Подобно тому как автор, пораженный и отравленный своей известностью,
стремится распространить эту болезнь на тех, кого она еще не настигла, так и
цивилизованный человек, жертва извращенного сознания, старается передать
муки, которые испытывает он, народам, не познавшим еще терзаний. Внутренняя
раздвоенность мучит и подтачивает его, как же может он примириться с тем,
что другие ее не принимают, не любопытствуют о ней и
352
даже отвергают ее? Не гнушаясь никакими средствами, чтобы заставить их
покориться, стать похожими на него и пойти его крестным путем, он будет
приманивать их благами цивилизации, которые в конце концов ослепят их,
помешают разобраться, что же в ней хорошо и что плохо. И они станут
копировать лишь ее пагубные черты, то, что превращает ее в заранее
обусловленное, планомерное бедствие.

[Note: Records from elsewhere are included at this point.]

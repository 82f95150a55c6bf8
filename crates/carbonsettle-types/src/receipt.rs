//! Workflow receipts.
//!
//! Every completed offset workflow returns an [`OffsetReceipt`] naming the
//! certificates that were retired on the owner's behalf. The receipt
//! carries a SHA-256 digest of its settlement content so it can be checked
//! independently of how it was transported.

use std::fmt;

use chrono::{DateTime, Utc};
use serde::{Deserialize, Serialize};
use sha2::{Digest, Sha256};

use crate::{AccountId, Amount, PathPlan, ReceiptId, RetirementBatch, TokenId};

/// Which of the five offset pipelines produced a receipt.
#[derive(Debug, Clone, Copy, PartialEq, Eq, Hash, Serialize, Deserialize)]
pub enum Workflow {
    /// Pool certificate tokens deposited directly.
    PoolTokenIn,
    /// Native currency in, fixed pool-token output.
    NativeExactOut,
    /// Native currency in, all attached value swapped.
    NativeExactIn,
    /// Swappable token in, fixed pool-token output.
    TokenExactOut,
    /// Swappable token in, fixed input amount.
    TokenExactIn,
}

impl fmt::Display for Workflow {
    fn fmt(&self, f: &mut fmt::Formatter<'_>) -> fmt::Result {
        match self {
            Self::PoolTokenIn => write!(f, "POOL_TOKEN_IN"),
            Self::NativeExactOut => write!(f, "NATIVE_EXACT_OUT"),
            Self::NativeExactIn => write!(f, "NATIVE_EXACT_IN"),
            Self::TokenExactOut => write!(f, "TOKEN_EXACT_OUT"),
            Self::TokenExactIn => write!(f, "TOKEN_EXACT_IN"),
        }
    }
}

/// Result of one offset workflow invocation.
#[derive(Debug, Clone, PartialEq, Eq, Serialize, Deserialize)]
pub struct OffsetReceipt {
    pub id: ReceiptId,
    pub workflow: Workflow,
    /// Ledger owner the certificates were retired for.
    pub owner: AccountId,
    /// Pool certificate token that was redeemed.
    pub pool: TokenId,
    /// Realized exchange path, when a swap ran.
    pub path: Option<PathPlan>,
    /// Source amount actually spent (native or token units).
    pub input_spent: Amount,
    /// Pool tokens redeemed.
    pub pool_amount: Amount,
    /// Certificates and amounts retired, in redemption order.
    pub retired: RetirementBatch,
    pub completed_at: DateTime<Utc>,
    /// SHA-256 over the settlement content (everything except id and time).
    pub digest: [u8; 32],
}

impl OffsetReceipt {
    #[must_use]
    pub fn new(
        workflow: Workflow,
        owner: AccountId,
        pool: TokenId,
        path: Option<PathPlan>,
        input_spent: Amount,
        pool_amount: Amount,
        retired: RetirementBatch,
    ) -> Self {
        let digest = Self::compute_digest(
            workflow,
            owner,
            pool,
            path.as_ref(),
            input_spent,
            pool_amount,
            &retired,
        );
        Self {
            id: ReceiptId::new(),
            workflow,
            owner,
            pool,
            path,
            input_spent,
            pool_amount,
            retired,
            completed_at: Utc::now(),
            digest,
        }
    }

    fn compute_digest(
        workflow: Workflow,
        owner: AccountId,
        pool: TokenId,
        path: Option<&PathPlan>,
        input_spent: Amount,
        pool_amount: Amount,
        retired: &RetirementBatch,
    ) -> [u8; 32] {
        let mut hasher = Sha256::new();
        hasher.update(b"carbonsettle:receipt:v1:");
        hasher.update(workflow.to_string().as_bytes());
        hasher.update(owner.as_bytes());
        hasher.update(pool.as_bytes());
        if let Some(path) = path {
            for hop in path.hops() {
                hasher.update(hop.as_bytes());
            }
        }
        hasher.update(input_spent.to_le_bytes());
        hasher.update(pool_amount.to_le_bytes());
        for (certificate, amount) in retired.iter() {
            hasher.update(certificate.as_bytes());
            hasher.update(amount.to_le_bytes());
        }
        hasher.finalize().into()
    }

    /// Recompute the digest and compare with the stored one.
    #[must_use]
    pub fn verify_digest(&self) -> bool {
        Self::compute_digest(
            self.workflow,
            self.owner,
            self.pool,
            self.path.as_ref(),
            self.input_spent,
            self.pool_amount,
            &self.retired,
        ) == self.digest
    }

    #[must_use]
    pub fn digest_hex(&self) -> String {
        hex::encode(self.digest)
    }
}

#[cfg(test)]
mod tests {
    use super::*;

    fn sample() -> OffsetReceipt {
        OffsetReceipt::new(
            Workflow::TokenExactOut,
            AccountId::from_label("alice"),
            TokenId::from_label("BCT"),
            Some(
                PathPlan::direct(TokenId::from_label("USDC"), TokenId::from_label("BCT")).unwrap(),
            ),
            250,
            100,
            RetirementBatch::new(
                vec![TokenId::from_label("TCO2-A"), TokenId::from_label("TCO2-B")],
                vec![60, 40],
            ),
        )
    }

    #[test]
    fn digest_verifies_and_detects_tampering() {
        let mut receipt = sample();
        assert!(receipt.verify_digest());
        assert_eq!(receipt.digest_hex().len(), 64);

        receipt.retired.amounts[0] = 61;
        assert!(!receipt.verify_digest());
    }

    #[test]
    fn digest_ignores_id_and_time() {
        let a = sample();
        let b = sample();
        assert_ne!(a.id, b.id);
        assert_eq!(a.digest, b.digest);
    }

    #[test]
    fn serde_roundtrip() {
        let receipt = sample();
        let json = serde_json::to_string(&receipt).unwrap();
        let back: OffsetReceipt = serde_json::from_str(&json).unwrap();
        assert_eq!(receipt, back);
        assert!(back.verify_digest());
    }

    #[test]
    fn workflow_display() {
        assert_eq!(Workflow::PoolTokenIn.to_string(), "POOL_TOKEN_IN");
        assert_eq!(Workflow::NativeExactIn.to_string(), "NATIVE_EXACT_IN");
    }
}
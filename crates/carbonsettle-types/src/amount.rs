//! Token amounts and checked arithmetic.
//!
//! Amounts are raw integer token units (no decimals applied). Every
//! addition and subtraction that touches custodied value goes through the
//! helpers here so overflow and underflow surface as errors instead of
//! wrapping.

use rust_decimal::{
    Decimal,
    prelude::{FromPrimitive, ToPrimitive},
};

use crate::{Result, SettleError};

/// Raw token quantity in the token's smallest unit.
pub type Amount = u128;

/// `a + b`, or [`SettleError::ArithmeticOverflow`].
pub fn checked_add(a: Amount, b: Amount, context: &str) -> Result<Amount> {
    a.checked_add(b).ok_or_else(|| SettleError::ArithmeticOverflow {
        context: format!("{context}: {a} + {b}"),
    })
}

/// `a - b`, or [`SettleError::ArithmeticUnderflow`].
pub fn checked_sub(a: Amount, b: Amount, context: &str) -> Result<Amount> {
    a.checked_sub(b).ok_or_else(|| SettleError::ArithmeticUnderflow {
        context: format!("{context}: {a} - {b}"),
    })
}

/// Sum a sequence of amounts, failing on overflow.
pub fn checked_sum<'a>(
    amounts: impl IntoIterator<Item = &'a Amount>,
    context: &str,
) -> Result<Amount> {
    amounts
        .into_iter()
        .try_fold(0, |acc: Amount, amount| checked_add(acc, *amount, context))
}

/// Lower bound for an exact-input swap given a quoted output and a
/// fractional slippage tolerance in `[0, 1]`.
///
/// The result is rounded down, so the floor never exceeds the quote.
pub fn apply_tolerance(quoted: Amount, tolerance: Decimal) -> Result<Amount> {
    if tolerance.is_sign_negative() || tolerance > Decimal::ONE {
        return Err(SettleError::Configuration(format!(
            "slippage tolerance {tolerance} outside [0, 1]"
        )));
    }
    let quoted_dec = Decimal::from_u128(quoted).ok_or_else(|| SettleError::ArithmeticOverflow {
        context: format!("slippage floor: quote {quoted} exceeds decimal range"),
    })?;
    let floor = quoted_dec
        .checked_mul(Decimal::ONE - tolerance)
        .ok_or_else(|| SettleError::ArithmeticOverflow {
            context: format!("slippage floor: {quoted} * (1 - {tolerance})"),
        })?
        .floor();
    floor.to_u128().ok_or_else(|| SettleError::Internal(format!(
        "slippage floor {floor} not representable as an amount"
    )))
}
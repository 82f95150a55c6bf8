//! Configuration types for the settlement orchestrator.
//!
//! Configuration is plain serde data, usually loaded from JSON. It fixes
//! the principals (admin, custodian, external certificate registry), the
//! initial eligible-token set, the routing pivots, and the exact-input
//! output floor policy.

use std::collections::BTreeMap;

use rust_decimal::Decimal;
use serde::{Deserialize, Serialize};

use crate::{AccountId, Amount, Result, SettleError, TokenId, amount, constants};

/// Minimum-output policy for exact-input swaps.
///
/// `None` accepts whatever the market returns, which is how the exact-input
/// workflows behave unless a floor is configured or passed per call.
#[derive(Debug, Clone, Copy, PartialEq, Eq, Default, Serialize, Deserialize)]
pub enum OutputFloor {
    #[default]
    None,
    /// Absolute minimum output in destination-token units.
    Minimum(Amount),
    /// Fraction of the quoted output that may be lost to slippage, e.g. `0.005`.
    Tolerance(Decimal),
}

impl OutputFloor {
    /// Resolve to an absolute minimum. `quote` is only invoked for
    /// [`OutputFloor::Tolerance`].
    pub fn resolve(self, quote: impl FnOnce() -> Result<Amount>) -> Result<Amount> {
        match self {
            Self::None => Ok(0),
            Self::Minimum(min) => Ok(min),
            Self::Tolerance(tolerance) => amount::apply_tolerance(quote()?, tolerance),
        }
    }
}

/// Initial eligible-token set and the symbol classes that drive
/// swappable / redeemable lookups.
#[derive(Debug, Clone, PartialEq, Eq, Serialize, Deserialize)]
pub struct EligibilityConfig {
    /// Symbol → token registered at construction.
    #[serde(default)]
    pub tokens: BTreeMap<String, TokenId>,
    /// Symbols whose tokens may be used as exchange inputs.
    pub swappable_symbols: Vec<String>,
    /// Symbols whose tokens are pool certificate tokens.
    pub redeemable_symbols: Vec<String>,
}

impl Default for EligibilityConfig {
    fn default() -> Self {
        Self {
            tokens: BTreeMap::new(),
            swappable_symbols: constants::DEFAULT_SWAPPABLE_SYMBOLS
                .iter()
                .map(ToString::to_string)
                .collect(),
            redeemable_symbols: constants::DEFAULT_REDEEMABLE_SYMBOLS
                .iter()
                .map(ToString::to_string)
                .collect(),
        }
    }
}

impl EligibilityConfig {
    /// Builder-style helper to register a token.
    #[must_use]
    pub fn with_token(mut self, symbol: impl Into<String>, token: TokenId) -> Self {
        self.tokens.insert(symbol.into(), token);
        self
    }
}

/// Top-level orchestrator configuration.
#[derive(Debug, Clone, PartialEq, Eq, Serialize, Deserialize)]
pub struct SettlementConfig {
    /// The single principal allowed to mutate eligibility and registry references.
    pub admin: AccountId,
    /// Account that holds all custodied tokens on behalf of ledger owners.
    pub custodian: AccountId,
    /// External certificate registry consulted for deposit eligibility.
    pub contract_registry: AccountId,
    #[serde(default)]
    pub eligibility: EligibilityConfig,
    /// Pivot asset for default routing.
    pub stablecoin_symbol: String,
    /// Token standing in for the native currency at the head of native paths.
    pub wrapped_native_symbol: String,
    /// Seconds added to the invocation time to form the router deadline.
    #[serde(default)]
    pub deadline_grace_secs: u64,
    /// Floor applied to exact-input swaps when the caller passes none.
    #[serde(default)]
    pub default_output_floor: OutputFloor,
}

impl SettlementConfig {
    /// Config with default symbols and policies for the given principals.
    #[must_use]
    pub fn new(admin: AccountId, custodian: AccountId, contract_registry: AccountId) -> Self {
        Self {
            admin,
            custodian,
            contract_registry,
            eligibility: EligibilityConfig::default(),
            stablecoin_symbol: constants::DEFAULT_STABLECOIN_SYMBOL.to_string(),
            wrapped_native_symbol: constants::DEFAULT_WRAPPED_NATIVE_SYMBOL.to_string(),
            deadline_grace_secs: constants::DEFAULT_DEADLINE_GRACE_SECS,
            default_output_floor: OutputFloor::None,
        }
    }

    /// Parse and validate a JSON document.
    pub fn from_json(json: &str) -> Result<Self> {
        let config: Self = serde_json::from_str(json)?;
        config.validate()?;
        Ok(config)
    }

    /// Check internal consistency.
    ///
    /// # Errors
    /// Returns [`SettleError::Configuration`] describing the first problem found.
    pub fn validate(&self) -> Result<()> {
        if self.custodian == self.admin {
            return Err(SettleError::Configuration(
                "custodian and admin must be distinct accounts".to_string(),
            ));
        }
        let swappable = &self.eligibility.swappable_symbols;
        let redeemable = &self.eligibility.redeemable_symbols;
        if !swappable.contains(&self.stablecoin_symbol) {
            return Err(SettleError::Configuration(format!(
                "stablecoin symbol {:?} is not a swappable symbol",
                self.stablecoin_symbol
            )));
        }
        if !swappable.contains(&self.wrapped_native_symbol) {
            return Err(SettleError::Configuration(format!(
                "wrapped native symbol {:?} is not a swappable symbol",
                self.wrapped_native_symbol
            )));
        }
        if let Some(both) = swappable.iter().find(|s| redeemable.contains(s)) {
            return Err(SettleError::Configuration(format!(
                "symbol {both:?} is both swappable and redeemable"
            )));
        }
        if let OutputFloor::Tolerance(tolerance) = self.default_output_floor {
            if tolerance.is_sign_negative() || tolerance > Decimal::ONE {
                return Err(SettleError::Configuration(format!(
                    "default slippage tolerance {tolerance} outside [0, 1]"
                )));
            }
        }
        Ok(())
    }
}
// ---------------------------------------------------------------------------
// Custody
// ---------------------------------------------------------------------------

/// Token / native custody handle over a [`MockChain`].
#[derive(Debug, Clone)]
pub struct MockCustody {
    state: Rc<RefCell<ChainState>>,
}

impl TokenCustody for MockCustody {
    fn balance_of(&self, token: TokenId, holder: AccountId) -> Amount {
        self.state.borrow().balance(token, holder)
    }

    fn allowance(&self, token: TokenId, owner: AccountId, spender: AccountId) -> Amount {
        self.state
            .borrow()
            .allowances
            .get(&(token, owner, spender))
            .copied()
            .unwrap_or(0)
    }

    fn transfer_from(
        &mut self,
        token: TokenId,
        spender: AccountId,
        from: AccountId,
        to: AccountId,
        amount: Amount,
    ) -> Result<bool> {
        let mut state = self.state.borrow_mut();
        state.calls.push(ExternalCall::TransferFrom {
            token,
            from,
            to,
            amount,
        });
        if state.failing.contains("token.transfer_from") {
            return Ok(false);
        }
        if state
            .pull_with_allowance(token, from, spender, amount, "token.transfer_from")
            .is_err()
        {
            return Ok(false);
        }
        state.add(token, to, amount)?;
        Ok(true)
    }

    fn transfer(
        &mut self,
        token: TokenId,
        from: AccountId,
        to: AccountId,
        amount: Amount,
    ) -> Result<bool> {
        let mut state = self.state.borrow_mut();
        state.calls.push(ExternalCall::Transfer {
            token,
            from,
            to,
            amount,
        });
        if state.failing.contains("token.transfer") || state.balance(token, from) < amount {
            return Ok(false);
        }
        state.take(token, from, amount, "token.transfer")?;
        state.add(token, to, amount)?;
        Ok(true)
    }

    fn approve(
        &mut self,
        token: TokenId,
        owner: AccountId,
        spender: AccountId,
        amount: Amount,
    ) -> Result<bool> {
        let mut state = self.state.borrow_mut();
        state.calls.push(ExternalCall::Approve {
            token,
            owner,
            spender,
            amount,
        });
        if state.failing.contains("token.approve") {
            return Ok(false);
        }
        state.allowances.insert((token, owner, spender), amount);
        Ok(true)
    }

    fn native_balance(&self, holder: AccountId) -> Amount {
        self.state.borrow().native.get(&holder).copied().unwrap_or(0)
    }

    fn collect_native(&mut self, from: AccountId, to: AccountId, amount: Amount) -> Result<bool> {
        let mut state = self.state.borrow_mut();
        state.calls.push(ExternalCall::CollectNative { from, amount });
        if state.failing.contains("native.collect") {
            return Ok(false);
        }
        if state.take_native(from, amount, "native.collect").is_err() {
            return Ok(false);
        }
        state.add_native(to, amount);
        Ok(true)
    }

    fn send_native(&mut self, from: AccountId, to: AccountId, amount: Amount) -> Result<bool> {
        let mut state = self.state.borrow_mut();
        state.calls.push(ExternalCall::SendNative { to, amount });
        if state.failing.contains("native.send") {
            return Ok(false);
        }
        if state.take_native(from, amount, "native.send").is_err() {
            return Ok(false);
        }
        state.add_native(to, amount);
        Ok(true)
    }
}

// ---------------------------------------------------------------------------
// Offset primitives
// ---------------------------------------------------------------------------

/// Pool redemption, certificate retirement and certificate registry handle.
#[derive(Debug, Clone)]
pub struct MockOffsets {
    state: Rc<RefCell<ChainState>>,
}

impl CertificatePool for MockOffsets {
    fn automatic_redeem(
        &mut self,
        pool: TokenId,
        holder: AccountId,
        amount: Amount,
    ) -> Result<RetirementBatch> {
        const CALL: &str = "pool.automatic_redeem";
        let mut state = self.state.borrow_mut();
        state.calls.push(ExternalCall::AutomaticRedeem { pool, amount });
        state.fail_if_forced(CALL)?;
        if state.balance(pool, holder) < amount {
            return Err(SettleError::external(CALL, "holder lacks pool tokens"));
        }

        // Plan the draw before touching state so a shortfall changes nothing.
        let inventory = state.inventories.get(&pool).cloned().unwrap_or_default();
        let mut remaining = amount;
        let mut batch = RetirementBatch::default();
        for (certificate, available) in &inventory {
            if remaining == 0 {
                break;
            }
            let take = remaining.min(*available);
            if take > 0 && *available > 0 {
                batch.certificates.push(*certificate);
                batch.amounts.push(take);
                remaining -= take;
            }
        }
        if remaining > 0 {
            return Err(SettleError::external(CALL, "pool inventory exhausted"));
        }

        state.take(pool, holder, amount, CALL)?;
        let queue = state.inventories.entry(pool).or_default();
        for take in &batch.amounts {
            // Empty entries were skipped while planning.
            while queue.front().is_some_and(|entry| entry.1 == 0) {
                queue.pop_front();
            }
            if let Some(front) = queue.front_mut() {
                front.1 -= take;
                if front.1 == 0 {
                    queue.pop_front();
                }
            }
        }
        let skim = state.redemption_skim;
        if let Some(last) = batch.amounts.last_mut() {
            *last = last.saturating_sub(skim);
        }
        for (certificate, got) in batch.iter() {
            state.add(certificate, holder, got)?;
        }
        Ok(batch)
    }
}

impl CertificateRetirement for MockOffsets {
    fn retire(&mut self, certificate: TokenId, holder: AccountId, amount: Amount) -> Result<()> {
        const CALL: &str = "certificate.retire";
        let mut state = self.state.borrow_mut();
        state.calls.push(ExternalCall::Retire {
            certificate,
            amount,
        });
        state.fail_if_forced(CALL)?;
        state.take(certificate, holder, amount, CALL)
    }
}

impl CertificateRegistry for MockOffsets {
    fn is_certificate(&self, registry: AccountId, token: TokenId) -> bool {
        registry == MockChain::registry_address()
            && self.state.borrow().certificates.contains(&token)
    }
}
//! # carbonsettle-types
//!
//! Shared types, errors, and configuration for the **carbonsettle**
//! settlement orchestrator.
//!
//! This crate is the leaf dependency of the workspace; every other crate
//! depends on it. It defines:
//!
//! - **Identifiers**: [`AccountId`], [`TokenId`], [`ReceiptId`]
//! - **Amounts**: [`Amount`] and checked arithmetic helpers
//! - **Routing model**: [`PathPlan`], [`RoutingStrategy`]
//! - **Certificate model**: [`RetirementBatch`]
//! - **Invocation model**: [`CallContext`], [`OffsetReceipt`], [`Workflow`]
//! - **Configuration**: [`SettlementConfig`], [`EligibilityConfig`], [`OutputFloor`]
//! - **External collaborators**: [`AmmRouter`], [`TokenCustody`],
//!   [`CertificatePool`], [`CertificateRetirement`], [`CertificateRegistry`]
//! - **Errors**: [`SettleError`] with `CS_ERR_` prefix codes
//! - **Constants**: system-wide defaults
//!
//! With the `test-helpers` feature, [`testing`] provides an in-memory chain
//! that implements every external trait and records each call made to it.

pub mod amount;
pub mod batch;
pub mod config;
pub mod constants;
pub mod context;
pub mod error;
pub mod external;
pub mod ids;
pub mod path;
pub mod receipt;

#[cfg(any(test, feature = "test-helpers"))]
pub mod testing;

// Re-export all primary types at crate root for ergonomic imports:
//   use carbonsettle_types::{AccountId, TokenId, PathPlan, SettleError, ...};

pub use amount::*;
pub use batch::*;
pub use config::*;
pub use context::*;
pub use error::*;
pub use external::*;
pub use ids::*;
pub use path::*;
pub use receipt::*;

// Constants are accessed via `carbonsettle_types::constants::FOO`
// (not re-exported to avoid name collisions).
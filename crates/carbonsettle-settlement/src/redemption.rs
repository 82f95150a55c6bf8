//! Automatic redemption of pool certificate tokens.
//!
//! ```text
//! pool redeemable → owner covers amount → automatic_redeem(custodian)
//!   → Σ amounts == amount → debit (owner, pool) → credit (owner, cert_i)
//! ```
//!
//! The ledger is only touched once the pool has returned a batch that
//! conserves value.

use carbonsettle_ledger::{EligibilityRegistry, Ledger, verify_redemption};
use carbonsettle_types::{
    AccountId, Amount, CertificatePool, Result, RetirementBatch, SettleError, TokenId,
};

pub struct RedemptionEngine<'a, O> {
    pool: &'a mut O,
    ledger: &'a mut Ledger,
    registry: &'a EligibilityRegistry,
    custodian: AccountId,
}

impl<'a, O: CertificatePool> RedemptionEngine<'a, O> {
    pub fn new(
        pool: &'a mut O,
        ledger: &'a mut Ledger,
        registry: &'a EligibilityRegistry,
        custodian: AccountId,
    ) -> Self {
        Self {
            pool,
            ledger,
            registry,
            custodian,
        }
    }

    /// Exchange `amount` of `owner`'s custodied `pool` tokens for the
    /// underlying certificates.
    ///
    /// # Errors
    /// - `IneligibleToken` if `pool` is not redeemable
    /// - `InsufficientLedgerBalance` if the owner cannot cover `amount`
    /// - `ArityMismatch` / `ConservationViolation` for a malformed batch
    pub fn redeem(
        &mut self,
        owner: AccountId,
        pool: TokenId,
        amount: Amount,
    ) -> Result<RetirementBatch> {
        if amount == 0 {
            return Err(SettleError::ZeroAmount { operation: "redeem" });
        }
        self.registry.require_redeemable(pool)?;
        self.ledger.ensure_covers(owner, pool, amount)?;

        let batch = self.pool.automatic_redeem(pool, self.custodian, amount)?;
        verify_redemption(amount, &batch)?;

        self.ledger.debit(owner, pool, amount)?;
        for (certificate, received) in batch.iter() {
            self.ledger.credit(owner, certificate, received)?;
        }

        tracing::debug!(
            owner = %owner,
            pool = %pool,
            amount,
            certificates = batch.len(),
            "Pool tokens redeemed"
        );
        Ok(batch)
    }
}

#[cfg(test)]
mod tests {
    use carbonsettle_types::{EligibilityConfig, testing::MockChain};

    use super::*;

    fn t(label: &str) -> TokenId {
        TokenId::from_label(label)
    }

    struct Fixture {
        chain: MockChain,
        ledger: Ledger,
        registry: EligibilityRegistry,
        custodian: AccountId,
        alice: AccountId,
    }

    impl Fixture {
        fn new() -> Self {
            let config = EligibilityConfig::default()
                .with_token("USDC", t("USDC"))
                .with_token("BCT", t("BCT"));
            let fx = Self {
                chain: MockChain::new(),
                ledger: Ledger::new(),
                registry: EligibilityRegistry::new(AccountId::from_label("admin"), &config),
                custodian: AccountId::from_label("custodian"),
                alice: AccountId::from_label("alice"),
            };
            fx.chain.add_inventory(t("BCT"), t("TCO2-A"), 60);
            fx.chain.add_inventory(t("BCT"), t("TCO2-B"), 1_000);
            fx
        }

        /// Alice holds `amount` BCT in custody.
        fn custody_bct(&mut self, amount: Amount) {
            self.chain.mint(t("BCT"), self.custodian, amount);
            self.ledger.credit(self.alice, t("BCT"), amount).unwrap();
        }

        fn redeem(&mut self, pool: TokenId, amount: Amount) -> Result<RetirementBatch> {
            let mut offsets = self.chain.offsets();
            RedemptionEngine::new(&mut offsets, &mut self.ledger, &self.registry, self.custodian)
                .redeem(self.alice, pool, amount)
        }
    }

    #[test]
    fn redemption_moves_value_into_certificates() {
        let mut fx = Fixture::new();
        fx.custody_bct(100);

        let batch = fx.redeem(t("BCT"), 100).unwrap();
        assert_eq!(batch.certificates, vec![t("TCO2-A"), t("TCO2-B")]);
        assert_eq!(batch.amounts, vec![60, 40]);
        assert_eq!(fx.ledger.balance(fx.alice, t("BCT")), 0);
        assert_eq!(fx.ledger.balance(fx.alice, t("TCO2-A")), 60);
        assert_eq!(fx.ledger.balance(fx.alice, t("TCO2-B")), 40);
        assert_eq!(fx.chain.balance(t("TCO2-A"), fx.custodian), 60);
    }

    #[test]
    fn insufficient_balance_never_calls_the_pool() {
        let mut fx = Fixture::new();
        fx.custody_bct(10);
        let err = fx.redeem(t("BCT"), 11).unwrap_err();
        assert!(matches!(err, SettleError::InsufficientLedgerBalance { .. }));
        assert!(fx.chain.calls().is_empty());
    }

    #[test]
    fn non_redeemable_token_rejected() {
        let mut fx = Fixture::new();
        fx.ledger.credit(fx.alice, t("USDC"), 5).unwrap();
        let err = fx.redeem(t("USDC"), 5).unwrap_err();
        assert!(matches!(err, SettleError::IneligibleToken { .. }));
        assert!(fx.chain.calls().is_empty());
    }

    #[test]
    fn skimmed_redemption_is_a_conservation_violation() {
        let mut fx = Fixture::new();
        fx.custody_bct(100);
        fx.chain.set_redemption_skim(1);
        let err = fx.redeem(t("BCT"), 100).unwrap_err();
        assert!(matches!(err, SettleError::ConservationViolation { .. }));
        assert_eq!(fx.ledger.balance(fx.alice, t("BCT")), 100);
        assert_eq!(fx.ledger.balance(fx.alice, t("TCO2-A")), 0);
    }

    #[test]
    fn pool_failure_leaves_ledger_untouched() {
        let mut fx = Fixture::new();
        fx.custody_bct(100);
        fx.chain.fail("pool.automatic_redeem");
        assert!(matches!(
            fx.redeem(t("BCT"), 100),
            Err(SettleError::ExternalCallFailure { .. })
        ));
        assert_eq!(fx.ledger.balance(fx.alice, t("BCT")), 100);
    }
}
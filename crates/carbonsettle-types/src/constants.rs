//! System-wide constants for the carbonsettle orchestrator.

/// Symbol the default routing rule pivots through.
pub const DEFAULT_STABLECOIN_SYMBOL: &str = "USDC";

/// Symbol of the wrapped native currency used as the source hop of native workflows.
pub const DEFAULT_WRAPPED_NATIVE_SYMBOL: &str = "WMATIC";

/// Symbols whose registered tokens are accepted as exchange inputs.
pub const DEFAULT_SWAPPABLE_SYMBOLS: [&str; 3] = ["USDC", "WETH", "WMATIC"];

/// Symbols whose registered tokens are pool certificate tokens.
pub const DEFAULT_REDEEMABLE_SYMBOLS: [&str; 2] = ["BCT", "NCT"];

/// Seconds added to the invocation time to form the router deadline.
/// Zero reproduces the "deadline = now" behavior.
pub const DEFAULT_DEADLINE_GRACE_SECS: u64 = 0;

/// Shortest valid path: `[source, destination]`.
pub const MIN_PATH_LEN: usize = 2;

/// Longest valid path: `[source, intermediary, destination]`.
pub const MAX_PATH_LEN: usize = 3;

/// Version string.
pub const VERSION: &str = env!("CARGO_PKG_VERSION");

/// Engine name.
pub const ENGINE_NAME: &str = "carbonsettle";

Если до сего времени они были
безобидными и добродушными, то отныне они захотят стать сильными и опасными,
к величайшему удовольствию благодетеля, сознающего, что такими они и станут,
по его примеру. Он будет интересоваться ими и "помогать" им. Как приятно
видеть, что, запутавшись, они сталкиваются с теми же проблемами, что и он,
скатываясь в ту же пучину! Сделать их закомплексованными, одержимыми
навязчивой идеей, свихнувшимися -- предел его желаний. Юношеский пыл, с
которым они тянутся ко всякого рода инструментам и предметам роскоши, к этим
техническим приманкам, вселяет в него уверенность и наполняет радостью:
пополнились ряды обреченных, больше стало товарищей по несчастью, способных
в свою очередь помочь ему, взвалив на себя часть придавившей его ноши или
хотя бы влача столь же тяжкую свою. Он называет это "продвижением" --
словцо, скрывающее и его коварство, и его уязвимость.
Что-то подлинно человеческое можно еще найти лишь у тех народов,
которых обогнала история, и они не спешат ее догонять. Находясь в
арьергарде, никак не затронутые соблазнами прогресса, они взращивают в себе
вышедшие из употребления добродетели и считают своим долгом не меняться с
течением времени. Они, конечно, "ретрограды" и охотно бы застыли в своей
стагнации, если бы имели средства это сделать. Но им этого не позволят.